There is also a risk that the erosion of the U.S. industrial base will result in innovations being commercialized overseas without the intervening boost to domestic job creation. In addition, as U.S. manufacturers concentrate in overseas locations, they may turn to research universities in Europe and Asia, thereby shifting intellectual and financial resources away from the U.S. base. In a word, manufacturing still matters.
Some of the change is driven by the logic of companies seeking lower costs or promising global opportunities. In other cases, the overseas advantage is the product of the long-term growth strategies of foreign governments. The public and private sectors need to monitor and evaluate these government strategies as well as international trends as part of a strategy that supports long-term innovation as well as foreign policy independence.
Shore up weaknesses in the innovation chain. U.S. leadership in innovation has been built on a mix of public and private strengths. However, weaknesses continue to exist in several areas.
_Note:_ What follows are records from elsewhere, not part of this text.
//! Remotes: other sprig repositories reachable through the filesystem.
//!
//! A remote is registered by the path of its `.sprig` directory. Fetch
//! copies a remote branch's ancestry into the local store and records it
//! under a `<remote>/<branch>` tracking branch; push copies the current
//! branch's ancestry out and advances the remote branch, fast-forward only.

use std::collections::BTreeSet;
use std::path::{Path, PathBuf};

use tracing::{debug, info};

use sprig_refs::tracking_branch_name;
use sprig_store::FsObjectStore;
use sprig_sync::{ensure_fast_forward, Endpoint, FetchResult, PushResult, RefUpdate, Transfer};

use crate::error::{MergeBlock, RepoError, RepoResult};
use crate::merge::MergeOutcome;
use crate::records::{FsRecordStore, RecordStore};
use crate::repository::Repository;
use crate::state::RepoState;
use crate::OBJECTS_DIR;

/// Result of `pull`: the fetch, then the merge of the tracking branch.
#[derive(Clone, Debug, PartialEq, Eq)]
pub struct PullResult {
    pub fetch: FetchResult,
    pub merge: MergeOutcome,
}

/// An opened remote repository.
struct Remote {
    store: FsObjectStore,
    records: FsRecordStore,
    state: RepoState,
}

impl Remote {
    fn open(dir: &Path) -> RepoResult<Self> {
        let unreachable = || RepoError::RemoteUnreachable(dir.display().to_string());
        let objects = dir.join(OBJECTS_DIR);
        if !dir.is_dir() || !objects.is_dir() {
            return Err(unreachable());
        }
        let records = FsRecordStore::new(dir);
        let state = records.load_state()?.ok_or_else(unreachable)?;
        state.validate()?;
        let store = FsObjectStore::open(objects)?;
        debug!(dir = %dir.display(), commits = state.graph.len(), "opened remote");
        Ok(Self {
            store,
            records,
            state,
        })
    }

    fn endpoint(&self) -> Endpoint<'_> {
        Endpoint {
            graph: &self.state.graph,
            store: &self.store,
        }
    }
}

impl Repository {
    /// Register `path` (a remote `.sprig` directory) as `name`. Relative
    /// paths are resolved against the working-tree root when used.
    pub fn add_remote(&self, name: &str, path: impl Into<PathBuf>) -> RepoResult<()> {
        let mut state = self.load_state()?;
        let path = path.into();
        state.refs.add_remote(name, path.clone())?;
        self.records.save_state(&state)?;
        info!(remote = name, path = %path.display(), "add-remote");
        Ok(())
    }

    pub fn remove_remote(&self, name: &str) -> RepoResult<()> {
        let mut state = self.load_state()?;
        state.refs.remove_remote(name)?;
        self.records.save_state(&state)?;
        info!(remote = name, "rm-remote");
        Ok(())
    }

    /// Registered remotes and their paths, sorted by name.
    pub fn remotes(&self) -> RepoResult<Vec<(String, PathBuf)>> {
        let state = self.load_state()?;
        Ok(state
            .refs
            .remotes()
            .map(|(name, path)| (name.to_string(), path.to_path_buf()))
            .collect())
    }

    fn open_remote(&self, state: &RepoState, name: &str) -> RepoResult<Remote> {
        let path = state.refs.remote(name)?;
        let dir = match &self.root {
            Some(root) if path.is_relative() => root.join(path),
            _ => path.to_path_buf(),
        };
        Remote::open(&dir)
    }

    /// Copy `branch` of `remote` and its ancestry into this repository and
    /// point `<remote>/<branch>` at it.
    pub fn fetch(&self, remote: &str, branch: &str) -> RepoResult<FetchResult> {
        let mut state = self.load_state()?;
        let source = self.open_remote(&state, remote)?;
        let tip = source
            .state
            .refs
            .branch(branch)
            .ok_or_else(|| RepoError::RemoteBranchNotFound(format!("{remote}/{branch}")))?;

        let transfer = Transfer::copy(
            source.endpoint(),
            &tip,
            &mut state.graph,
            self.store.as_ref(),
            &state.known_ids,
        )?;
        state.known_ids.extend(transfer.commits.iter().copied());

        let tracking = tracking_branch_name(remote, branch);
        let old = state.refs.branch(&tracking);
        state.refs.set_branch(&tracking, tip)?;
        self.records.save_state(&state)?;
        info!(
            branch = %tracking,
            tip = %tip.short_hex(),
            commits = transfer.commits.len(),
            "fetch"
        );

        Ok(FetchResult {
            transfer,
            updated: RefUpdate {
                name: tracking,
                old,
                new: tip,
            },
        })
    }

    /// Copy the current branch's ancestry to `remote` and move its `branch`
    /// to the current commit. The remote branch must be an ancestor of the
    /// current commit; a branch the remote lacks is created. The remote's
    /// working tree is not updated.
    pub fn push(&self, remote: &str, branch: &str) -> RepoResult<PushResult> {
        let state = self.load_state()?;
        let head = state.require_head()?.id();
        let mut dest = self.open_remote(&state, remote)?;
        let old = dest.state.refs.branch(branch);
        ensure_fast_forward(&state.graph, branch, old.as_ref(), &head)?;

        let source = Endpoint {
            graph: &state.graph,
            store: self.store.as_ref(),
        };
        let transfer = Transfer::copy(
            source,
            &head,
            &mut dest.state.graph,
            &dest.store,
            &BTreeSet::new(),
        )?;
        dest.state.refs.set_branch(branch, head)?;
        dest.records.save_state(&dest.state)?;
        info!(
            remote,
            branch,
            tip = %head.short_hex(),
            commits = transfer.commits.len(),
            "push"
        );

        Ok(PushResult {
            transfer,
            updated: RefUpdate {
                name: branch.to_string(),
                old,
                new: head,
            },
        })
    }

    /// Fetch `branch` from `remote`, then merge the tracking branch.
    pub fn pull(&self, remote: &str, branch: &str) -> RepoResult<PullResult> {
        if !self.load_stage()?.is_empty() {
            return Err(RepoError::MergeBlocked(MergeBlock::UncommittedChanges));
        }
        let fetch = self.fetch(remote, branch)?;
        let merge = self.merge(&fetch.updated.name)?;
        Ok(PullResult { fetch, merge })
    }
}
The post-Cold War decline in defense spending had the unintended consequence of limiting R&D funding for the physical sciences and engineering. During much of the past two decades, spending on the physical sciences has been flat and has actually declined relative to the size of the country’s gross domestic product. Not only is R&D in the physical sciences important in itself, but it also provides knowledge that helps to underpin advances in the life sciences, where federal research support has continued to grow.
Venture capital has emerged as one of the nation’s great strengths. As other countries attempt to adapt the U.S. innovation model to their own economic structures, they often import U.S. venture capital. Venture capital is, however, volatile. At times, venture capital will concentrate on a specific industry—for example, biotechnology (one of the current favorites)—at the expense of other fields. The government could act as a balance wheel, providing a steadier flow of risk capital to a variety of industries. It is time to create a National Institute of Innovation that, like the National Institutes of Health, would provide a more predictable flow of funds to support the development of innovative products and processes.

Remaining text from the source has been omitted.